How does a man pushing seventy manage five part-time women and one primary partner? Ned says it just happens by itself. “I didn’t think getting older was going to be like this,” he confesses. “It’s just incredible. I feel like a sultan. If I’d known it would be like this, I would have retired sooner.

And life just keeps getting better.” Ned is a high-energy, athletic man with a can-do attitude and a rare appreciation for both the safe, practical, predictable material side of life and the edgy, dangerous aliveness of new people, new places, and new experiences.

Ned’s parents divorced in the 1950s when he was in elementary school.

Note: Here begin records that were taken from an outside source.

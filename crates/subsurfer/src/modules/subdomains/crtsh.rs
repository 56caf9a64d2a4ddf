use super::SubdomainModule;
use crate::model::Domain;
use crate::modules::{http_request, success_body, Module};
use crate::Result;
use async_trait::async_trait;
use reqwest::Client;
use serde::Deserialize;
use std::collections::HashSet;
use tracing::{debug, instrument, trace};

// region:        --- Module info

pub struct CrtSh {
    http_client: Client,
}

impl CrtSh {
    pub fn new(http_client: Client) -> Self {
        Self { http_client }
    }
}

impl Module for CrtSh {
    fn name(&self) -> String {
        "subdomains/crtsh".to_string()
    }

    fn description(&self) -> String {
        "Use crt.sh/ certificate transparency logs to find subdomains".to_string()
    }
}

// endregion:     --- Module info

#[derive(Debug, Deserialize)]
struct CrtShEntry {
    name_value: String,
}

fn parse_entries(body: &str) -> Result<Vec<String>> {
    let entries: Vec<CrtShEntry> = serde_json::from_str(body)?;

    // one certificate can hold many names, one per line
    let subdomains: HashSet<String> = entries
        .into_iter()
        .flat_map(|entry| {
            entry
                .name_value
                .split('\n')
                .map(|subdomain| subdomain.trim().to_string())
                .collect::<Vec<String>>()
        })
        .filter(|subdomain| !subdomain.is_empty())
        .inspect(|subdomain| trace!("Collecting: {:?}", subdomain))
        .collect();

    Ok(subdomains.into_iter().collect())
}

#[async_trait]
impl SubdomainModule for CrtSh {
    #[instrument(name = "enumerate", level = "debug", fields(module = %self.name()), skip_all)]
    async fn enumerate(&self, domain: &Domain) -> Result<Vec<String>> {
        let url = format!("https://crt.sh/?q=%25.{}&output=json", domain);
        let res = http_request(&self.http_client, &url).await?;
        let body = success_body(res, self.name()).await?;

        let subdomains = parse_entries(&body)?;
        debug!("{} collected", subdomains.len());
        Ok(subdomains)
    }
}

#[cfg(test)]
mod tests {
    use super::parse_entries;
    use crate::model::{Domain, HostnameSet};

    #[test]
    fn split_multi_names_entries() {
        let body = r#"[
            {"issuer_ca_id": 1, "name_value": "a.example.com\n*.b.example.com"},
            {"issuer_ca_id": 2, "name_value": "A.example.com"},
            {"issuer_ca_id": 3, "name_value": "example.org"}
        ]"#;

        let domain = Domain::parse("example.com").unwrap();
        let hostnames = HostnameSet::from_candidates(&domain, parse_entries(body).unwrap());

        assert_eq!(hostnames.sorted(), vec!["a.example.com", "b.example.com"]);
    }

    #[test]
    fn reject_non_json_body() {
        assert!(parse_entries("<html>Too many requests</html>").is_err());
    }
}
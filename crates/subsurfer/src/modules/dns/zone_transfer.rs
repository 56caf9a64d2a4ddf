use crate::dns::{trim_name, DnsResolver};
use crate::model::Domain;
use crate::modules::subdomains::SubdomainModule;
use crate::modules::{Module, ModuleKind};
use crate::{Error, Result};
use async_trait::async_trait;
use hickory_resolver::proto::op::{Message, MessageType, OpCode, Query, ResponseCode};
use hickory_resolver::proto::rr::{Name, RecordType};
use std::collections::HashSet;
use std::net::{IpAddr, SocketAddr};
use std::time::Duration;
use tokio::io::{AsyncReadExt, AsyncWriteExt};
use tokio::net::TcpStream;
use tokio::time::timeout;
use tracing::{debug, info, instrument, trace};

const AXFR_QUERY_ID: u16 = 0x5a7e;

// region:        --- Module info

pub struct ZoneTransfer {
    dns_resolver: DnsResolver,
    timeout: Duration,
}

impl ZoneTransfer {
    pub fn new(dns_resolver: DnsResolver, timeout: Duration) -> Self {
        Self {
            dns_resolver,
            timeout,
        }
    }

    async fn nameserver_addresses(&self, domain: &Domain) -> Result<Vec<(String, IpAddr)>> {
        let ns_lookup = self.dns_resolver.ns_lookup(domain.as_str()).await?;

        let mut addresses = Vec::new();
        for ns in ns_lookup.iter() {
            let nameserver = trim_name(&ns.to_string());
            match self.dns_resolver.lookup_ip(nameserver.as_str()).await {
                Ok(lookup_ip) => addresses.extend(lookup_ip.iter().map(|ip| (nameserver.clone(), ip))),
                Err(err) => debug!("Resolving nameserver {}: {}", nameserver, err),
            }
        }

        Ok(addresses)
    }
}

/// Owner names of every record of the zone, or an empty list when the
/// server refuses. A transfer cut short keeps the names already received.
#[instrument(name = "axfr", level = "debug", fields(nameserver = %nameserver), skip_all)]
async fn transfer(nameserver: SocketAddr, zone: &Name, wait: Duration) -> Result<Vec<String>> {
    let mut stream = timeout(wait, TcpStream::connect(nameserver))
        .await
        .map_err(|_| Error::Timeout(format!("connect {}", nameserver)))??;

    let query = axfr_query(zone)?;
    let length =
        u16::try_from(query.len()).map_err(|_| Error::InvalidDomain(zone.to_string()))?;
    stream.write_all(&length.to_be_bytes()).await?;
    stream.write_all(&query).await?;

    let mut names = Vec::new();
    let mut soa_count = 0;
    loop {
        let response = match read_message(&mut stream, nameserver, wait).await {
            Ok(Some(response)) => response,
            Ok(None) => break,
            Err(err) if names.is_empty() => return Err(err),
            Err(err) => {
                debug!("Transfer cut short, keeping {} names: {}", names.len(), err);
                break;
            }
        };

        if response.response_code() != ResponseCode::NoError {
            debug!("Refused with {}", response.response_code());
            return Ok(Vec::new());
        }
        if response.answers().is_empty() {
            break;
        }

        for record in response.answers() {
            if record.record_type() == RecordType::SOA {
                soa_count += 1;
            }
            names.push(trim_name(&record.name().to_utf8()));
        }

        // the zone is framed by its SOA record
        if soa_count >= 2 {
            break;
        }
    }

    Ok(names)
}

/// Next length-prefixed message, `None` once the server closes the stream or
/// stays silent.
async fn read_message(
    stream: &mut TcpStream,
    nameserver: SocketAddr,
    wait: Duration,
) -> Result<Option<Message>> {
    let mut length = [0u8; 2];
    match timeout(wait, stream.read_exact(&mut length)).await {
        Ok(Ok(_)) => {}
        _ => return Ok(None),
    }

    let mut buffer = vec![0u8; u16::from_be_bytes(length) as usize];
    timeout(wait, stream.read_exact(&mut buffer))
        .await
        .map_err(|_| Error::Timeout(format!("read {}", nameserver)))??;

    Ok(Some(Message::from_vec(&buffer)?))
}

fn axfr_query(zone: &Name) -> Result<Vec<u8>> {
    let mut message = Message::new();
    message
        .set_id(AXFR_QUERY_ID)
        .set_message_type(MessageType::Query)
        .set_op_code(OpCode::Query)
        .set_recursion_desired(false)
        .add_query(Query::query(zone.clone(), RecordType::AXFR));

    Ok(message.to_vec()?)
}

impl Module for ZoneTransfer {
    fn name(&self) -> String {
        "dns/zone_transfer".to_string()
    }

    fn description(&self) -> String {
        "Attempt an AXFR zone transfer on every nameserver".to_string()
    }
}

// endregion:     --- Module info

#[async_trait]
impl SubdomainModule for ZoneTransfer {
    fn kind(&self) -> ModuleKind {
        ModuleKind::Active
    }

    #[instrument(name = "enumerate", level = "debug", fields(module = %self.name()), skip_all)]
    async fn enumerate(&self, domain: &Domain) -> Result<Vec<String>> {
        let zone = Name::from_ascii(format!("{}.", domain))?;
        let nameservers = self.nameserver_addresses(domain).await?;

        let mut names = HashSet::new();
        for (nameserver, ip) in nameservers {
            match transfer(SocketAddr::new(ip, 53), &zone, self.timeout).await {
                Ok(records) if !records.is_empty() => {
                    info!("Zone transfer allowed by {} ({})", nameserver, ip);
                    names.extend(records);
                }
                Ok(_) => trace!("Zone transfer refused by {} ({})", nameserver, ip),
                Err(err) => trace!("Zone transfer on {} ({}): {}", nameserver, ip, err),
            }
        }

        debug!("{} collected", names.len());
        Ok(names.into_iter().collect())
    }
}

#[cfg(test)]
mod tests {
    use super::{axfr_query, transfer, AXFR_QUERY_ID};
    use hickory_resolver::proto::op::{Message, MessageType, ResponseCode};
    use hickory_resolver::proto::rr::rdata::{A, SOA};
    use hickory_resolver::proto::rr::{Name, RData, Record, RecordType};
    use std::net::{Ipv4Addr, SocketAddr};
    use std::time::Duration;
    use tokio::io::{AsyncReadExt, AsyncWriteExt};
    use tokio::net::{TcpListener, TcpStream};

    fn zone() -> Name {
        Name::from_ascii("example.com.").unwrap()
    }

    fn soa() -> Record {
        let rdata = SOA::new(
            Name::from_ascii("ns1.example.com.").unwrap(),
            Name::from_ascii("hostmaster.example.com.").unwrap(),
            1,
            3600,
            600,
            86400,
            300,
        );
        Record::from_rdata(zone(), 300, RData::SOA(rdata))
    }

    fn a(host: &str) -> Record {
        let name = Name::from_ascii(host).unwrap();
        Record::from_rdata(name, 300, RData::A(A(Ipv4Addr::new(192, 0, 2, 1))))
    }

    fn response(code: ResponseCode, answers: Vec<Record>) -> Vec<u8> {
        let mut message = Message::new();
        message
            .set_id(AXFR_QUERY_ID)
            .set_message_type(MessageType::Response)
            .set_response_code(code);
        for answer in answers {
            message.add_answer(answer);
        }
        message.to_vec().unwrap()
    }

    async fn write_frame(socket: &mut TcpStream, bytes: &[u8]) {
        socket
            .write_all(&(bytes.len() as u16).to_be_bytes())
            .await
            .unwrap();
        socket.write_all(bytes).await.unwrap();
    }

    /// Nameserver reading the query, sending `frames`, then keeping the
    /// connection open without a word.
    async fn nameserver(frames: Vec<Vec<u8>>, trailing_length: Option<u16>) -> SocketAddr {
        let listener = TcpListener::bind("127.0.0.1:0").await.unwrap();
        let address = listener.local_addr().unwrap();

        tokio::spawn(async move {
            let (mut socket, _) = listener.accept().await.unwrap();
            let mut length = [0u8; 2];
            socket.read_exact(&mut length).await.unwrap();
            let mut query = vec![0u8; u16::from_be_bytes(length) as usize];
            socket.read_exact(&mut query).await.unwrap();

            for frame in frames {
                write_frame(&mut socket, &frame).await;
            }
            if let Some(length) = trailing_length {
                socket.write_all(&length.to_be_bytes()).await.unwrap();
            }
            tokio::time::sleep(Duration::from_secs(30)).await;
        });

        address
    }

    #[test]
    fn axfr_query_for_zone() {
        let zone = zone();
        let bytes = axfr_query(&zone).unwrap();
        let message = Message::from_vec(&bytes).unwrap();

        assert_eq!(message.id(), AXFR_QUERY_ID);
        assert!(!message.recursion_desired());
        assert_eq!(message.queries().len(), 1);
        assert_eq!(message.queries()[0].query_type(), RecordType::AXFR);
        assert_eq!(message.queries()[0].name(), &zone);
    }

    #[tokio::test]
    async fn refused_transfer_is_empty() {
        let address = nameserver(vec![response(ResponseCode::Refused, Vec::new())], None).await;

        let names = transfer(address, &zone(), Duration::from_secs(2)).await.unwrap();

        assert!(names.is_empty());
    }

    #[tokio::test]
    async fn transfer_ends_on_second_soa() {
        let address = nameserver(
            vec![
                response(ResponseCode::NoError, vec![soa(), a("www.example.com.")]),
                response(ResponseCode::NoError, vec![a("mail.example.com."), soa()]),
            ],
            None,
        )
        .await;

        // the server stays connected: only the closing SOA ends the read loop
        let names = transfer(address, &zone(), Duration::from_secs(5)).await.unwrap();

        assert_eq!(
            names,
            vec!["example.com", "www.example.com", "mail.example.com", "example.com"]
        );
    }

    #[tokio::test]
    async fn stalled_transfer_keeps_received_names() {
        let address = nameserver(
            vec![response(ResponseCode::NoError, vec![soa(), a("www.example.com.")])],
            Some(128),
        )
        .await;

        let names = transfer(address, &zone(), Duration::from_millis(200))
            .await
            .unwrap();

        assert_eq!(names, vec!["example.com", "www.example.com"]);
    }

    #[tokio::test]
    async fn garbage_after_answers_keeps_received_names() {
        let address = nameserver(
            vec![
                response(ResponseCode::NoError, vec![soa(), a("www.example.com.")]),
                vec![0xff; 5],
            ],
            None,
        )
        .await;

        let names = transfer(address, &zone(), Duration::from_secs(2)).await.unwrap();

        assert_eq!(names, vec!["example.com", "www.example.com"]);
    }
}
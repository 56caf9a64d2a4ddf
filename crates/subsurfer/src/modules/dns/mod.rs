pub mod reverse_sweep;
pub mod srv;
pub mod zone_transfer;
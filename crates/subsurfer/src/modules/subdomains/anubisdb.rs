use super::SubdomainModule;
use crate::model::Domain;
use crate::modules::{http_request, success_body, Module};
use crate::Result;
use async_trait::async_trait;
use reqwest::Client;
use tracing::{debug, instrument};

// region:        --- Module info

pub struct AnubisDb {
    http_client: Client,
}

impl AnubisDb {
    pub fn new(http_client: Client) -> Self {
        Self { http_client }
    }
}

impl Module for AnubisDb {
    fn name(&self) -> String {
        "subdomains/anubisdb".to_string()
    }

    fn description(&self) -> String {
        "Use AnubisDB subdomain index to find subdomains".to_string()
    }
}

// endregion:     --- Module info

fn parse_subdomains(body: &str) -> Result<Vec<String>> {
    let subdomains: Vec<String> = serde_json::from_str(body)?;
    Ok(subdomains
        .into_iter()
        .map(|subdomain| subdomain.trim().to_string())
        .filter(|subdomain| !subdomain.is_empty())
        .collect())
}

#[async_trait]
impl SubdomainModule for AnubisDb {
    #[instrument(name = "enumerate", level = "debug", fields(module = %self.name()), skip_all)]
    async fn enumerate(&self, domain: &Domain) -> Result<Vec<String>> {
        let url = format!("https://jonlu.ca/anubis/subdomains/{}", domain);
        let res = http_request(&self.http_client, &url).await?;
        let body = success_body(res, self.name()).await?;

        let subdomains = parse_subdomains(&body)?;
        debug!("{} collected", subdomains.len());
        Ok(subdomains)
    }
}

#[cfg(test)]
mod tests {
    use super::parse_subdomains;
    use crate::model::{Domain, HostnameSet};

    #[test]
    fn parse_anubis_list() {
        let body = r#"["www.example.com", " API.example.com ", "", "mx.example.com.", "other.org"]"#;
        let domain = Domain::parse("example.com").unwrap();

        let hostnames = HostnameSet::from_candidates(&domain, parse_subdomains(body).unwrap());

        assert_eq!(
            hostnames.sorted(),
            vec!["api.example.com", "mx.example.com", "www.example.com"]
        );
    }

    #[test]
    fn unexpected_body_is_an_error() {
        assert!(parse_subdomains(r#"{"error": "not found"}"#).is_err());
        assert!(parse_subdomains("[]").unwrap().is_empty());
    }
}
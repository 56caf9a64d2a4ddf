use super::SubdomainModule;
use crate::model::Domain;
use crate::modules::{http_request, success_body, Module};
use crate::Result;
use async_trait::async_trait;
use reqwest::Client;
use serde::Deserialize;
use tracing::{debug, instrument};

// region:        --- Module info

pub struct BufferOver {
    http_client: Client,
}

impl BufferOver {
    pub fn new(http_client: Client) -> Self {
        Self { http_client }
    }
}

impl Module for BufferOver {
    fn name(&self) -> String {
        "subdomains/bufferover".to_string()
    }

    fn description(&self) -> String {
        "Use BufferOver TLS passive DNS to find subdomains".to_string()
    }
}

// endregion:     --- Module info

#[derive(Debug, Deserialize)]
struct DnsResponse {
    #[serde(rename = "Results", default)]
    results: Option<Vec<String>>,
}

/// Rows look like `ip,sha256,org,hostname`; the hostname is the last field.
fn parse_results(body: &str) -> Result<Vec<String>> {
    let response: DnsResponse = serde_json::from_str(body)?;

    Ok(response
        .results
        .unwrap_or_default()
        .into_iter()
        .filter_map(|row| row.rsplit(',').next().map(|host| host.trim().to_string()))
        .filter(|host| !host.is_empty())
        .collect())
}

#[async_trait]
impl SubdomainModule for BufferOver {
    #[instrument(name = "enumerate", level = "debug", fields(module = %self.name()), skip_all)]
    async fn enumerate(&self, domain: &Domain) -> Result<Vec<String>> {
        let url = format!("https://tls.bufferover.run/dns?q=.{}", domain);
        let res = http_request(&self.http_client, &url).await?;
        let body = success_body(res, self.name()).await?;

        let subdomains = parse_results(&body)?;
        debug!("{} collected", subdomains.len());
        Ok(subdomains)
    }
}

#[cfg(test)]
mod tests {
    use super::parse_results;

    #[test]
    fn hostname_is_last_field() {
        let body = r#"{
            "Meta": {"Errors": []},
            "Results": [
                "93.184.216.34,3b2f...,Example Inc,www.example.com",
                "93.184.216.35,,,mail.example.com",
                ""
            ]
        }"#;

        assert_eq!(parse_results(body).unwrap(), vec!["www.example.com", "mail.example.com"]);
    }

    #[test]
    fn null_results() {
        assert!(parse_results(r#"{"Meta": {}, "Results": null}"#).unwrap().is_empty());
    }
}
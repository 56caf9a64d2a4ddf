use crate::dns::{resolve_cname, DnsResolver};
use crate::{Error, Result};
use async_trait::async_trait;
use reqwest::{redirect::Policy, Client};
use std::time::Duration;
use tracing::{debug, instrument};

/// HTTP status and body observed on a host.
#[derive(Debug, Clone, PartialEq, Eq)]
pub struct HttpEvidence {
    pub status: u16,
    pub body: String,
}

#[async_trait]
pub trait CnameLookup: Send + Sync {
    /// `Ok(None)` when the host has no CNAME record.
    async fn cname(&self, host: &str) -> Result<Option<String>>;
}

#[async_trait]
pub trait HttpProbe: Send + Sync {
    async fn probe(&self, host: &str) -> Result<HttpEvidence>;
}

// region:        --- DNS

pub struct ResolverCnameLookup {
    dns_resolver: DnsResolver,
}

impl ResolverCnameLookup {
    pub fn new(dns_resolver: DnsResolver) -> Self {
        Self { dns_resolver }
    }
}

#[async_trait]
impl CnameLookup for ResolverCnameLookup {
    async fn cname(&self, host: &str) -> Result<Option<String>> {
        resolve_cname(&self.dns_resolver, host).await
    }
}

// endregion:     --- DNS

// region:        --- HTTP

const SCHEMES: [&str; 2] = ["https", "http"];

/// Certificates are not validated: dangling resources rarely serve a valid
/// one for the victim's hostname.
pub struct ReqwestProbe {
    http_client: Client,
}

impl ReqwestProbe {
    pub fn new(timeout: Duration, user_agent: &str) -> Result<Self> {
        let http_client = Client::builder()
            .timeout(timeout)
            .danger_accept_invalid_certs(true)
            .redirect(Policy::limited(10))
            .user_agent(user_agent)
            .build()?;

        Ok(Self { http_client })
    }

    async fn fetch(&self, url: &str) -> Result<HttpEvidence> {
        let res = self.http_client.get(url).send().await?;
        let status = res.status().as_u16();
        let body = res.text().await?;

        Ok(HttpEvidence { status, body })
    }
}

#[async_trait]
impl HttpProbe for ReqwestProbe {
    #[instrument(name = "probe", level = "debug", fields(host = host), skip_all)]
    async fn probe(&self, host: &str) -> Result<HttpEvidence> {
        let mut last_error = None;
        for scheme in SCHEMES {
            let url = format!("{}://{}", scheme, host);
            match self.fetch(&url).await {
                Ok(evidence) => {
                    debug!("{} answered {}", url, evidence.status);
                    return Ok(evidence);
                }
                Err(err) => {
                    debug!("{}: {}", url, err);
                    last_error = Some(err);
                }
            }
        }

        Err(last_error.unwrap_or_else(|| Error::InvalidHttpResponse(host.to_string())))
    }
}

// endregion:     --- HTTP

He spent most weekends with his father, but his mother, who was a feisty schoolteacher, openly had a series of lovers in the era before women’s liberation. Ned is emotionally intelligent and a good communicator, and while he’s comfortable in the world of men, he says that most of his friends are women because it’s been hard to establish close friendships with other men. His strong alpha persona may present a challenge to relating intimately with other men while making him a magnet for women, and that’s just fine with his fiery bisexual partner.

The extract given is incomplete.